> **Your task**
Word for word, restate the records that appear below.

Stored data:
- - - - - - -
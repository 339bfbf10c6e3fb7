//! Execution Session Model
//!
//! Represents one compile-or-execute interaction lifecycle, from the user
//! action that starts it to a terminal state. A fresh session is created
//! for every user-initiated compile or execute and discarded when it
//! completes; the session controller guarantees no two sessions are ever
//! in flight at once.

use chrono::{DateTime, Utc};
use serde::{Deserialize, Serialize};
use uuid::Uuid;

/// State of an execution session.
///
/// Compile path: `Idle → Compiling → Idle` (success and error both land
/// back in `Idle`; an error additionally marks the session failed).
/// Execute path: `Idle → Executing → {AwaitingInput ⇄ Executing} →
/// {Finished | Failed}`.
#[derive(Debug, Clone, Copy, PartialEq, Eq, Serialize, Deserialize, Default)]
pub enum SessionState {
    /// No request in flight; ready for a new action
    #[default]
    Idle,
    /// A compile request is outstanding
    Compiling,
    /// An execute request is outstanding
    Executing,
    /// Execution is paused waiting for user input; keystrokes accumulate
    AwaitingInput,
    /// Execution completed and produced final output
    Finished,
    /// A compile or execute round trip failed
    Failed,
}

/// One compile-or-execute interaction lifecycle.
#[derive(Debug, Clone, Serialize, Deserialize)]
pub struct Session {
    /// Session identifier
    pub id: String,

    /// Current state
    pub state: SessionState,

    /// When the session was created
    pub started_at: DateTime<Utc>,

    /// When the session reached a terminal state, if it has
    pub ended_at: Option<DateTime<Utc>>,
}

impl Session {
    /// Create a new idle session.
    pub fn new() -> Self {
        Self {
            id: Uuid::new_v4().to_string(),
            state: SessionState::Idle,
            started_at: Utc::now(),
            ended_at: None,
        }
    }

    /// Mark the session as compiling.
    pub fn mark_compiling(&mut self) {
        self.state = SessionState::Compiling;
    }

    /// Mark the session as executing.
    pub fn mark_executing(&mut self) {
        self.state = SessionState::Executing;
    }

    /// Mark the session as paused awaiting input.
    pub fn mark_awaiting_input(&mut self) {
        self.state = SessionState::AwaitingInput;
    }

    /// Mark the session as finished and stamp the end time.
    pub fn mark_finished(&mut self) {
        self.state = SessionState::Finished;
        self.ended_at = Some(Utc::now());
    }

    /// Mark the session as failed and stamp the end time.
    pub fn mark_failed(&mut self) {
        self.state = SessionState::Failed;
        self.ended_at = Some(Utc::now());
    }

    /// Return to idle after a compile round trip completes.
    pub fn mark_idle(&mut self) {
        self.state = SessionState::Idle;
    }

    /// Whether a network call is outstanding. `AwaitingInput` does not
    /// count: a paused run has no request on the wire.
    pub fn is_busy(&self) -> bool {
        matches!(self.state, SessionState::Compiling | SessionState::Executing)
    }

    /// Whether the session is paused waiting for user input.
    pub fn is_awaiting_input(&self) -> bool {
        matches!(self.state, SessionState::AwaitingInput)
    }

    /// Whether the session reached a terminal state.
    pub fn is_terminal(&self) -> bool {
        matches!(self.state, SessionState::Finished | SessionState::Failed)
    }

    /// How long the session has run (to its end, or to now).
    pub fn duration(&self) -> std::time::Duration {
        let end = self.ended_at.unwrap_or_else(Utc::now);
        end.signed_duration_since(self.started_at)
            .to_std()
            .unwrap_or_default()
    }
}

impl Default for Session {
    fn default() -> Self {
        Self::new()
    }
}
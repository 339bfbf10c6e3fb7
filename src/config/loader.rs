//! Configuration File Loading
//!
//! Finds and loads the TOML configuration file from the usual locations,
//! falling back to defaults when none exists. A file that exists but fails
//! to parse or validate is an error; silently ignoring a broken config
//! hides user mistakes.

use std::fs;
use std::path::{Path, PathBuf};

use crate::error::{Error, Result};

use super::Config;

/// Configuration file loader.
pub struct ConfigLoader {
    /// Search paths in priority order
    search_paths: Vec<PathBuf>,
}

impl ConfigLoader {
    /// Create a loader with the default search paths.
    pub fn new() -> Self {
        Self {
            search_paths: Self::default_search_paths(),
        }
    }

    /// Load configuration from the first file found in the search paths,
    /// or defaults when none exists.
    pub fn load() -> Result<Config> {
        let loader = Self::new();
        for path in &loader.search_paths {
            if path.exists() {
                debug!("Loading config from {}", path.display());
                return Self::load_from_file(path);
            }
        }
        debug!("No config file found, using defaults");
        Ok(Config::default())
    }

    /// Load and validate a specific configuration file.
    pub fn load_from_file(path: &Path) -> Result<Config> {
        let contents = fs::read_to_string(path).map_err(|e| Error::ConfigLoadFailed {
            path: path.to_path_buf(),
            reason: e.to_string(),
        })?;

        let config: Config = toml::from_str(&contents).map_err(|e| Error::ConfigLoadFailed {
            path: path.to_path_buf(),
            reason: e.to_string(),
        })?;

        config.validate()?;
        Ok(config)
    }

    /// Search paths in priority order: `$XDG_CONFIG_HOME` (via `dirs`),
    /// then a dotfile in the home directory, then the working directory.
    fn default_search_paths() -> Vec<PathBuf> {
        let mut paths = Vec::new();

        if let Some(config_dir) = dirs::config_dir() {
            paths.push(config_dir.join("bloodstudio").join("config.toml"));
        }
        if let Some(home_dir) = dirs::home_dir() {
            paths.push(home_dir.join(".bloodstudio").join("config.toml"));
        }
        paths.push(PathBuf::from("bloodstudio.toml"));

        paths
    }
}

impl Default for ConfigLoader {
    fn default() -> Self {
        Self::new()
    }
}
- - - - - - -
> **Completed exercise**
repository 339bfbf10c6e3fb7
//! Execution Session Model
//!
//! Represents one compile-or-execute interaction lifecycle, from the user
//! action that starts it to a terminal state. A fresh session is created
//! for every user-initiated compile or execute and discarded when it
//! completes; the session controller guarantees no two sessions are ever
//! in flight at once.

use chrono::{DateTime, Utc};
use serde::{Deserialize, Serialize};
use uuid::Uuid;

/// State of an execution session.
///
/// Compile path: `Idle → Compiling → Idle` (success and error both land
/// back in `Idle`; an error additionally marks the session failed).
/// Execute path: `Idle → Executing → {AwaitingInput ⇄ Executing} →
/// {Finished | Failed}`.
#[derive(Debug, Clone, Copy, PartialEq, Eq, Serialize, Deserialize, Default)]
pub enum SessionState {
    /// No request in flight; ready for a new action
    #[default]
    Idle,
    /// A compile request is outstanding
    Compiling,
    /// An execute request is outstanding
    Executing,
    /// Execution is paused waiting for user input; keystrokes accumulate
    AwaitingInput,
    /// Execution completed and produced final output
    Finished,
    /// A compile or execute round trip failed
    Failed,
}

/// One compile-or-execute interaction lifecycle.
#[derive(Debug, Clone, Serialize, Deserialize)]
pub struct Session {
    /// Session identifier
    pub id: String,

    /// Current state
    pub state: SessionState,

    /// When the session was created
    pub started_at: DateTime<Utc>,

    /// When the session reached a terminal state, if it has
    pub ended_at: Option<DateTime<Utc>>,
}

impl Session {
    /// Create a new idle session.
    pub fn new() -> Self {
        Self {
            id: Uuid::new_v4().to_string(),
            state: SessionState::Idle,
            started_at: Utc::now(),
            ended_at: None,
        }
    }

    /// Mark the session as compiling.
    pub fn mark_compiling(&mut self) {
        self.state = SessionState::Compiling;
    }

    /// Mark the session as executing.
    pub fn mark_executing(&mut self) {
        self.state = SessionState::Executing;
    }

    /// Mark the session as paused awaiting input.
    pub fn mark_awaiting_input(&mut self) {
        self.state = SessionState::AwaitingInput;
    }

    /// Mark the session as finished and stamp the end time.
    pub fn mark_finished(&mut self) {
        self.state = SessionState::Finished;
        self.ended_at = Some(Utc::now());
    }

    /// Mark the session as failed and stamp the end time.
    pub fn mark_failed(&mut self) {
        self.state = SessionState::Failed;
        self.ended_at = Some(Utc::now());
    }

    /// Return to idle after a compile round trip completes.
    pub fn mark_idle(&mut self) {
        self.state = SessionState::Idle;
    }

    /// Whether a network call is outstanding. `AwaitingInput` does not
    /// count: a paused run has no request on the wire.
    pub fn is_busy(&self) -> bool {
        matches!(self.state, SessionState::Compiling | SessionState::Executing)
    }

    /// Whether the session is paused waiting for user input.
    pub fn is_awaiting_input(&self) -> bool {
        matches!(self.state, SessionState::AwaitingInput)
    }

    /// Whether the session reached a terminal state.
    pub fn is_terminal(&self) -> bool {
        matches!(self.state, SessionState::Finished | SessionState::Failed)
    }

    /// How long the session has run (to its end, or to now).
    pub fn duration(&self) -> std::time::Duration {
        let end = self.ended_at.unwrap_or_else(Utc::now);
        end.signed_duration_since(self.started_at)
            .to_std()
            .unwrap_or_default()
    }
}

impl Default for Session {
    fn default() -> Self {
        Self::new()
    }
}
repository 339bfbf10c6e3fb7
filename src/config/loader.rs
//! Configuration File Loading
//!
//! Finds and loads the TOML configuration file from the usual locations,
//! falling back to defaults when none exists. A file that exists but fails
//! to parse or validate is an error; silently ignoring a broken config
//! hides user mistakes.

use std::fs;
use std::path::{Path, PathBuf};

use crate::error::{Error, Result};

use super::Config;

/// Configuration file loader.
pub struct ConfigLoader {
    /// Search paths in priority order
    search_paths: Vec<PathBuf>,
}

impl ConfigLoader {
    /// Create a loader with the default search paths.
    pub fn new() -> Self {
        Self {
            search_paths: Self::default_search_paths(),
        }
    }

    /// Load configuration from the first file found in the search paths,
    /// or defaults when none exists.
    pub fn load() -> Result<Config> {
        let loader = Self::new();
        for path in &loader.search_paths {
            if path.exists() {
                debug!("Loading config from {}", path.display());
                return Self::load_from_file(path);
            }
        }
        debug!("No config file found, using defaults");
        Ok(Config::default())
    }

    /// Load and validate a specific configuration file.
    pub fn load_from_file(path: &Path) -> Result<Config> {
        let contents = fs::read_to_string(path).map_err(|e| Error::ConfigLoadFailed {
            path: path.to_path_buf(),
            reason: e.to_string(),
        })?;

        let config: Config = toml::from_str(&contents).map_err(|e| Error::ConfigLoadFailed {
            path: path.to_path_buf(),
            reason: e.to_string(),
        })?;

        config.validate()?;
        Ok(config)
    }

    /// Search paths in priority order: `$XDG_CONFIG_HOME` (via `dirs`),
    /// then a dotfile in the home directory, then the working directory.
    fn default_search_paths() -> Vec<PathBuf> {
        let mut paths = Vec::new();

        if let Some(config_dir) = dirs::config_dir() {
            paths.push(config_dir.join("bloodstudio").join("config.toml"));
        }
        if let Some(home_dir) = dirs::home_dir() {
            paths.push(home_dir.join(".bloodstudio").join("config.toml"));
        }
        paths.push(PathBuf::from("bloodstudio.toml"));

        paths
    }
}

impl Default for ConfigLoader {
    fn default() -> Self {
        Self::new()
    }
}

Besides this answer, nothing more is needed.